Dessa forma, Lave e Wenger (1991) expõem que a aprendizagem ocorre quando os aprendizes passam a dominar as habilidades e demonstram atitudes que são legitimadas pelas comunidades de prática. Estas envolvem um conjunto de indivíduos com interesses comuns que aprendem, constroem e fazem a gestão do conhecimento principalmente sua aplicação prática.

No processo, o domínio caracteriza-se pela capacidade, individual e coletiva, para experimentar a vida e o mundo com significado.

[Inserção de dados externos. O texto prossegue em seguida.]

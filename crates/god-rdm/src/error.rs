//! Validation errors for RDM files
//!
//! All of these are fatal for the load; nothing is repaired.

use std::path::PathBuf;

/// Reasons an RDM file is rejected
#[derive(Debug, thiserror::Error)]
pub enum ValidationError {
    /// File is not present
    #[error("rdm file not found: {0}")]
    MissingFile(PathBuf),

    /// File exists but cannot be read
    #[error("io error at {path}: {source}")]
    Io {
        path: PathBuf,
        #[source]
        source: std::io::Error,
    },

    /// No header or no data rows
    #[error("rdm has no data")]
    Empty,

    /// Row count differs from column count
    #[error("rdm is not square: {rows} rows, {cols} columns")]
    NotSquare { rows: usize, cols: usize },

    /// Row label differs from the column label at the same position
    #[error("row label '{row}' does not match column label '{column}' at position {index}")]
    LabelMismatch {
        index: usize,
        row: String,
        column: String,
    },

    /// Label occurs twice in the header
    #[error("duplicate label '{0}'")]
    DuplicateLabel(String),

    /// Row has the wrong number of cells
    #[error("line {line}: expected {expected} values, found {found}")]
    RaggedRow {
        line: usize,
        expected: usize,
        found: usize,
    },

    /// Cell is not a number
    #[error("line {line}: '{value}' is not a number")]
    Parse { line: usize, value: String },

    /// Matrix differs from its transpose
    #[error("rdm is not symmetric at ({row}, {col}): {upper} vs {lower}")]
    Asymmetric {
        row: String,
        col: String,
        upper: f64,
        lower: f64,
    },
}

impl ValidationError {
    /// Create IO error for path, mapping not-found to [`Self::MissingFile`]
    pub fn io_error(path: impl Into<PathBuf>, source: std::io::Error) -> Self {
        let path = path.into();
        if source.kind() == std::io::ErrorKind::NotFound {
            Self::MissingFile(path)
        } else {
            Self::Io { path, source }
        }
    }
}

/// Result type alias for RDM loading
pub type Result<T> = std::result::Result<T, ValidationError>;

Contribui para a criação de uma base comum e um sentido de desenvolvimento de uma identidade, legitimando a existência da comunidade através da consolidação dos seus propósitos e do valor atribuído aos membros da comunidade.

Enquanto que a comunidade refere-se às configurações sociais, constituídas por grupo de pessoas que interagem, aprendem conjuntamente, constroem relações entre si, desenvolvem um sentido de engajamento e de pertença, embora isto não implique necessariamente existência de homogeneidade. Há diversidade e diferenciação entre os membros que assumem papéis distintos e criam as suas diversas especialidades e estilos. A prática são os recursos compartilhados, históricos e sociais que envolvem um conjunto de esquemas de trabalho, ideias, informação, estilos, linguagem, histórias e documentos partilhados pelos membros da comunidade. Segundo Lave e Wenger (1991, p. 123),

Tudo isso acontece em um mundo social, dialeticamente constituído nas práticas sociais que estão no processo de reprodução, transformação e mudança. O problema tem sido um desafio para abordar o caráter estrutural do mundo no qual se vive. (...), a participação periférica legitimada nos permitiu gerar termos e questões analíticas fundamentais para essa análise. Além de formas de associação e de construção de identidades, estes termos incluem questões de localização e capacidade de organização nas comunidades; problemas de poder, acesso e transparência. (Tradução livre)

Neste sentido, as comunidades de prática (CoPs) geram aprendizagem situada em um contexto social, carregado de influências ambientais e socioculturais dos seus membros e pelo sentimento de pertencimento que se firma através do diálogo, da observação, das histórias contadas e do interesse mútuo compartilhado no qual as pessoas e as ações estão implicados.